■ **EXERCISE**: Exactly the lines from the one containing "an empty string." through the end of the listing should be written out, both ends included, and nothing more.

■ **DATASET**:

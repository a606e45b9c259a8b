//! Model responses.
//!
//! ```rust
//! use fprovider::{AssistantMessage, ChatResponse, FinishReason, Generation};
//!
//! let response = ChatResponse::new(vec![
//!     Generation::new(AssistantMessage::new("hello")).with_finish_reason(FinishReason::Stop),
//! ]);
//!
//! assert_eq!(response.text(), "hello");
//! assert!(!response.has_tool_calls());
//! ```

use fcommon::{MetadataMap, ParamBag};
use serde::{Deserialize, Serialize};

use crate::{AssistantMessage, ToolCall, ToolMessage};

#[derive(Debug, Clone, PartialEq, Eq, Serialize, Deserialize)]
#[serde(rename_all = "snake_case")]
pub enum FinishReason {
    Stop,
    Length,
    ToolCalls,
    ContentFilter,
    /// Tool results were returned straight to the caller without another model turn.
    ReturnDirect,
    Other(String),
}

#[derive(Debug, Clone, Copy, PartialEq, Eq, Default, Serialize, Deserialize)]
pub struct TokenUsage {
    pub input_tokens: u32,
    pub output_tokens: u32,
    pub total_tokens: u32,
}

#[derive(Debug, Clone, PartialEq, Default, Serialize, Deserialize)]
pub struct GenerationMetadata {
    pub finish_reason: Option<FinishReason>,
    #[serde(default, skip_serializing_if = "MetadataMap::is_empty")]
    pub extra: MetadataMap,
}

/// One candidate produced by the model.
#[derive(Debug, Clone, PartialEq, Default, Serialize, Deserialize)]
pub struct Generation {
    pub assistant: AssistantMessage,
    /// Filled by the tool dispatcher when it synthesizes a terminal response.
    #[serde(default, skip_serializing_if = "Option::is_none")]
    pub tool_message: Option<ToolMessage>,
    #[serde(default)]
    pub metadata: GenerationMetadata,
}

impl Generation {
    pub fn new(assistant: AssistantMessage) -> Self {
        Self {
            assistant,
            tool_message: None,
            metadata: GenerationMetadata::default(),
        }
    }

    pub fn with_tool_message(mut self, tool_message: ToolMessage) -> Self {
        self.tool_message = Some(tool_message);
        self
    }

    pub fn with_finish_reason(mut self, finish_reason: FinishReason) -> Self {
        self.metadata.finish_reason = Some(finish_reason);
        self
    }

    pub fn finish_reason(&self) -> Option<&FinishReason> {
        self.metadata.finish_reason.as_ref()
    }
}

#[derive(Debug, Clone, PartialEq, Default, Serialize, Deserialize)]
pub struct ResponseMetadata {
    pub id: Option<String>,
    pub model: Option<String>,
    pub usage: Option<TokenUsage>,
    #[serde(default, skip_serializing_if = "MetadataMap::is_empty")]
    pub extra: MetadataMap,
}

#[derive(Debug, Clone, PartialEq, Default)]
pub struct ChatResponse {
    results: Vec<Generation>,
    pub metadata: ResponseMetadata,
    params: ParamBag,
}

impl ChatResponse {
    pub fn new(results: Vec<Generation>) -> Self {
        Self {
            results,
            metadata: ResponseMetadata::default(),
            params: ParamBag::new(),
        }
    }

    pub fn with_metadata(mut self, metadata: ResponseMetadata) -> Self {
        self.metadata = metadata;
        self
    }

    pub fn with_params(mut self, params: ParamBag) -> Self {
        self.params = params;
        self
    }

    /// First result, if the model produced any.
    pub fn result(&self) -> Option<&Generation> {
        self.results.first()
    }

    pub fn results(&self) -> &[Generation] {
        &self.results
    }

    pub fn into_results(self) -> Vec<Generation> {
        self.results
    }

    pub fn params(&self) -> &ParamBag {
        &self.params
    }

    /// Text of the first result, or an empty string.
    pub fn text(&self) -> &str {
        self.result()
            .map(|result| result.assistant.text.as_str())
            .unwrap_or_default()
    }

    pub fn has_tool_calls(&self) -> bool {
        self.results
            .iter()
            .any(|result| result.assistant.has_tool_calls())
    }

    /// Tool calls of the first result that carries any.
    pub fn tool_calls(&self) -> &[ToolCall] {
        self.results
            .iter()
            .find(|result| result.assistant.has_tool_calls())
            .map(|result| result.assistant.tool_calls.as_slice())
            .unwrap_or_default()
    }

    pub fn finish_reason(&self) -> Option<&FinishReason> {
        self.result().and_then(Generation::finish_reason)
    }
}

■ **RESULT FOR THIS EXERCISE**:
    /// Text of the first result, or an empty string.
    pub fn text(&self) -> &str {
        self.result()
            .map(|result| result.assistant.text.as_str())
            .unwrap_or_default()
    }

    pub fn has_tool_calls(&self) -> bool {
        self.results
            .iter()
            .any(|result| result.assistant.has_tool_calls())
    }

    /// Tool calls of the first result that carries any.
    pub fn tool_calls(&self) -> &[ToolCall] {
        self.results
            .iter()
            .find(|result| result.assistant.has_tool_calls())
            .map(|result| result.assistant.tool_calls.as_slice())
            .unwrap_or_default()
    }

    pub fn finish_reason(&self) -> Option<&FinishReason> {
        self.result().and_then(Generation::finish_reason)
    }
}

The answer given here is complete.